On March 13, 2006 professor Roberto Tempo delivered a lecture «Randomization of Uncertain Systems: A New Paradigm for Robust Control» at the Faculty of Computational Mathematics and Cybernetics of the Moscow State (Lomonosov) University.
Abstract: Randomization is a powerful tool systematically utilized in various research areas, including computer science and numerical analysis. On the other hand, randomization appears only in a rather scattered fashion within systems and control. For example, simulation techniques are largely based on Monte Carlo methods, but these techniques are often used with the sole objective of testing a specific system's performance, and not for deriving results applicable to broad classes of systems. Recently, for systems with uncertainty, we have seen a first attempt to rigorously develop efficient randomized algorithms with the goal of reducing the complexity of feedback. In this context, worst-case uncertainty bounds provided by robust control are merged with probabilistic information.

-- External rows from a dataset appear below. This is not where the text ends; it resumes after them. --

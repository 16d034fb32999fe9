//! Frame producers for the animation engine.
//!
//! A [`FrameSource`] is asked for one [`Frame`] per tick. There are three ways of
//! producing them:
//!
//! * [`FunctionSource`]: a function of the tick counter, never ends
//! * [`ArraySource`]: a fixed, non-empty list of frames used as a ring buffer, never ends
//! * [`GeneratorSource`]: an iterator that is advanced once per tick and may run dry
//!
//! [`Sequence`] wraps all three for callers that pick the variant at runtime.

use std::time::Duration;

use crate::frame::Frame;

/// Index of the current iteration of an animation loop, starting at 0.
pub type Tick = u64;

/// Error type a producer may fail with.
pub type ProducerError = Box<dyn std::error::Error + Send + Sync + 'static>;

#[derive(Debug, thiserror::Error)]
pub enum SourceError {
    #[error("Delay must be a non-negative number of milliseconds that fits a duration, got {millis}")]
    InvalidDelay { millis: f64 },

    #[error("A cyclic frame array needs at least one frame")]
    EmptyArray,
}

/// Pause between two ticks of an animation.
#[derive(Debug, Clone, Copy, Default, PartialEq, Eq, PartialOrd, Ord)]
pub struct Delay(Duration);

impl Delay {
    pub const ZERO: Delay = Delay(Duration::ZERO);

    pub const fn from_millis(millis: u64) -> Self {
        Self(Duration::from_millis(millis))
    }

    pub const fn as_duration(self) -> Duration {
        self.0
    }

    pub fn is_zero(self) -> bool {
        self == Self::ZERO
    }
}

impl From<Duration> for Delay {
    fn from(value: Duration) -> Self {
        Self(value)
    }
}

impl TryFrom<f64> for Delay {
    type Error = SourceError;

    fn try_from(millis: f64) -> Result<Self, Self::Error> {
        if !millis.is_finite() || millis < 0.0 {
            return Err(SourceError::InvalidDelay { millis });
        }

        Duration::try_from_secs_f64(millis / 1000.0)
            .map(Self)
            .map_err(|_| SourceError::InvalidDelay { millis })
    }
}

impl TryFrom<i64> for Delay {
    type Error = SourceError;

    fn try_from(millis: i64) -> Result<Self, Self::Error> {
        u64::try_from(millis)
            .map(Self::from_millis)
            .map_err(|_| SourceError::InvalidDelay {
                millis: millis as f64,
            })
    }
}

impl<'de> serde::Deserialize<'de> for Delay {
    fn deserialize<D>(deserializer: D) -> Result<Self, D::Error>
    where
        D: serde::Deserializer<'de>,
    {
        let millis = f64::deserialize(deserializer)?;
        Delay::try_from(millis).map_err(serde::de::Error::custom)
    }
}

/// Which of the three producer strategies a source uses.
#[derive(Debug, Clone, Copy, PartialEq, Eq)]
pub enum SourceKind {
    Function,
    Array,
    Generator,
}

impl std::fmt::Display for SourceKind {
    fn fmt(&self, f: &mut std::fmt::Formatter<'_>) -> std::fmt::Result {
        match self {
            SourceKind::Function => write!(f, "function"),
            SourceKind::Array => write!(f, "array"),
            SourceKind::Generator => write!(f, "generator"),
        }
    }
}

pub trait FrameSource: Send {
    fn kind(&self) -> SourceKind;

    fn delay(&self) -> Delay;

    /// Produce the frame for `tick`.
    ///
    /// `Ok(None)` ends the animation. Only generators ever return it.
    fn produce(&mut self, tick: Tick) -> Result<Option<Frame>, ProducerError>;
}

type FrameFn = Box<dyn FnMut(Tick) -> Result<Frame, ProducerError> + Send>;

pub struct FunctionSource {
    function: FrameFn,
    delay: Delay,
}

impl FunctionSource {
    pub fn new<F>(mut function: F, delay: Delay) -> Self
    where
        F: FnMut(Tick) -> Frame + Send + 'static,
    {
        Self::fallible(move |tick| Ok(function(tick)), delay)
    }

    pub fn fallible<F>(function: F, delay: Delay) -> Self
    where
        F: FnMut(Tick) -> Result<Frame, ProducerError> + Send + 'static,
    {
        Self {
            function: Box::new(function),
            delay,
        }
    }
}

impl std::fmt::Debug for FunctionSource {
    fn fmt(&self, f: &mut std::fmt::Formatter<'_>) -> std::fmt::Result {
        f.debug_struct("FunctionSource")
            .field("delay", &self.delay)
            .finish_non_exhaustive()
    }
}

impl FrameSource for FunctionSource {
    fn kind(&self) -> SourceKind {
        SourceKind::Function
    }

    fn delay(&self) -> Delay {
        self.delay
    }

    fn produce(&mut self, tick: Tick) -> Result<Option<Frame>, ProducerError> {
        (self.function)(tick).map(Some)
    }
}

#[derive(Debug, Clone)]
pub struct ArraySource {
    frames: Vec<Frame>,
    delay: Delay,
}

impl ArraySource {
    pub fn new(frames: Vec<Frame>, delay: Delay) -> Result<Self, SourceError> {
        if frames.is_empty() {
            return Err(SourceError::EmptyArray);
        }

        Ok(Self { frames, delay })
    }

    pub fn len(&self) -> usize {
        self.frames.len()
    }

    pub fn frame_at(&self, tick: Tick) -> &Frame {
        // len() >= 1, checked in new()
        let idx = tick % self.frames.len() as u64;
        &self.frames[idx as usize]
    }
}

impl FrameSource for ArraySource {
    fn kind(&self) -> SourceKind {
        SourceKind::Array
    }

    fn delay(&self) -> Delay {
        self.delay
    }

    fn produce(&mut self, tick: Tick) -> Result<Option<Frame>, ProducerError> {
        Ok(Some(self.frame_at(tick).clone()))
    }
}

type FrameIter = Box<dyn Iterator<Item = Result<Frame, ProducerError>> + Send>;

pub struct GeneratorSource {
    generator: FrameIter,
    delay: Delay,
}

impl GeneratorSource {
    pub fn new<I>(generator: I, delay: Delay) -> Self
    where
        I: IntoIterator<Item = Frame>,
        I::IntoIter: Send + 'static,
    {
        Self::fallible(generator.into_iter().map(Ok), delay)
    }

    pub fn fallible<I>(generator: I, delay: Delay) -> Self
    where
        I: IntoIterator<Item = Result<Frame, ProducerError>>,
        I::IntoIter: Send + 'static,
    {
        Self {
            generator: Box::new(generator.into_iter()),
            delay,
        }
    }
}

impl std::fmt::Debug for GeneratorSource {
    fn fmt(&self, f: &mut std::fmt::Formatter<'_>) -> std::fmt::Result {
        f.debug_struct("GeneratorSource")
            .field("delay", &self.delay)
            .finish_non_exhaustive()
    }
}

impl FrameSource for GeneratorSource {
    fn kind(&self) -> SourceKind {
        SourceKind::Generator
    }

    fn delay(&self) -> Delay {
        self.delay
    }

    fn produce(&mut self, _tick: Tick) -> Result<Option<Frame>, ProducerError> {
        self.generator.next().transpose()
    }
}

/// Any of the three sources, chosen at runtime.
#[derive(Debug)]
pub enum Sequence {
    Function(FunctionSource),
    Array(ArraySource),
    Generator(GeneratorSource),
}

impl Sequence {
    fn inner(&self) -> &dyn FrameSource {
        match self {
            Sequence::Function(s) => s,
            Sequence::Array(s) => s,
            Sequence::Generator(s) => s,
        }
    }
}

impl FrameSource for Sequence {
    fn kind(&self) -> SourceKind {
        self.inner().kind()
    }

    fn delay(&self) -> Delay {
        self.inner().delay()
    }

    fn produce(&mut self, tick: Tick) -> Result<Option<Frame>, ProducerError> {
        match self {
            Sequence::Function(s) => s.produce(tick),
            Sequence::Array(s) => s.produce(tick),
            Sequence::Generator(s) => s.produce(tick),
        }
    }
}

impl From<FunctionSource> for Sequence {
    fn from(value: FunctionSource) -> Self {
        Sequence::Function(value)
    }
}

impl From<ArraySource> for Sequence {
    fn from(value: ArraySource) -> Self {
        Sequence::Array(value)
    }
}

impl From<GeneratorSource> for Sequence {
    fn from(value: GeneratorSource) -> Self {
        Sequence::Generator(value)
    }
}

#[cfg(test)]
mod tests {
    use super::*;
    use crate::color::Color;

    fn single(color: u32) -> Frame {
        Frame::new().with_zone("1", Color::new(color))
    }

    #[test]
    fn test_array_is_cyclic() {
        let frames = vec![single(0xff0000), single(0x00ff00), single(0x0000ff)];
        let len = frames.len() as Tick;
        let source = ArraySource::new(frames.clone(), Delay::ZERO).unwrap();

        for tick in 0..50 {
            assert_eq!(source.frame_at(tick), &frames[(tick % len) as usize]);
            assert_eq!(source.frame_at(tick), source.frame_at(tick + len));
        }
    }

    #[test]
    fn test_array_handles_huge_ticks() {
        let source = ArraySource::new(vec![single(1), single(2)], Delay::ZERO).unwrap();
        assert_eq!(source.frame_at(u64::MAX), &single(2));
    }

    #[test]
    fn test_empty_array_is_rejected() {
        let result = ArraySource::new(Vec::new(), Delay::from_millis(10));
        assert!(matches!(result, Err(SourceError::EmptyArray)));
    }

    #[test]
    fn test_negative_delay_is_rejected() {
        assert!(matches!(
            Delay::try_from(-1.0),
            Err(SourceError::InvalidDelay { .. })
        ));
        assert!(matches!(
            Delay::try_from(-5i64),
            Err(SourceError::InvalidDelay { .. })
        ));
    }

    #[test]
    fn test_non_finite_delay_is_rejected() {
        assert!(Delay::try_from(f64::NAN).is_err());
        assert!(Delay::try_from(f64::INFINITY).is_err());
    }

    #[test]
    fn test_overlong_delay_is_rejected() {
        assert!(matches!(
            Delay::try_from(1e300),
            Err(SourceError::InvalidDelay { .. })
        ));
        assert!(serde_json::from_str::<Delay>("1e300").is_err());
        assert!(Delay::try_from(f64::MAX).is_err());
    }

    #[test]
    fn test_zero_delay_is_allowed() {
        assert_eq!(Delay::try_from(0.0).unwrap(), Delay::ZERO);
        assert_eq!(Delay::try_from(500.0).unwrap().as_duration(), Duration::from_millis(500));
    }

    #[test]
    fn test_delay_deserializes_from_millis() {
        let delay: Delay = serde_json::from_str("250").unwrap();
        assert_eq!(delay, Delay::from_millis(250));
        assert!(serde_json::from_str::<Delay>("-3").is_err());
    }

    #[test]
    fn test_function_receives_tick() {
        let mut source = FunctionSource::new(|tick| single(tick as u32), Delay::ZERO);
        assert_eq!(source.produce(7).unwrap(), Some(single(7)));
        assert_eq!(source.produce(0).unwrap(), Some(single(0)));
    }

    #[test]
    fn test_generator_ends() {
        let mut source = GeneratorSource::new(vec![single(1), single(2)], Delay::ZERO);
        assert_eq!(source.produce(0).unwrap(), Some(single(1)));
        assert_eq!(source.produce(1).unwrap(), Some(single(2)));
        assert_eq!(source.produce(2).unwrap(), None);
    }

    #[test]
    fn test_generator_ignores_tick() {
        let mut source = GeneratorSource::new((0..).map(single), Delay::ZERO);
        assert_eq!(source.produce(100).unwrap(), Some(single(0)));
        assert_eq!(source.produce(100).unwrap(), Some(single(1)));
    }

    #[test]
    fn test_generator_error_is_passed_on() {
        let items: Vec<Result<Frame, ProducerError>> = vec![Ok(single(1)), Err("broken".into())];
        let mut source = GeneratorSource::fallible(items, Delay::ZERO);
        assert!(source.produce(0).is_ok());
        assert_eq!(source.produce(1).unwrap_err().to_string(), "broken");
    }

    #[test]
    fn test_sequence_delegates() {
        let array = ArraySource::new(vec![single(3)], Delay::from_millis(40)).unwrap();
        let mut sequence = Sequence::from(array);
        assert_eq!(sequence.kind(), SourceKind::Array);
        assert_eq!(sequence.delay(), Delay::from_millis(40));
        assert_eq!(sequence.produce(5).unwrap(), Some(single(3)));
    }
}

That is, a certain probability measure is associated to the structured uncertainty entering into the system. This is indeed useful for analyzing the interplay between worst-case and probabilistic methods.
In this lecture, we address these issues and study some specific problems, such as the computation of bounds on the number of required random systems to guarantee a given probabilistic level, and the sequential solution of Lyapunov analysis and synthesis problems.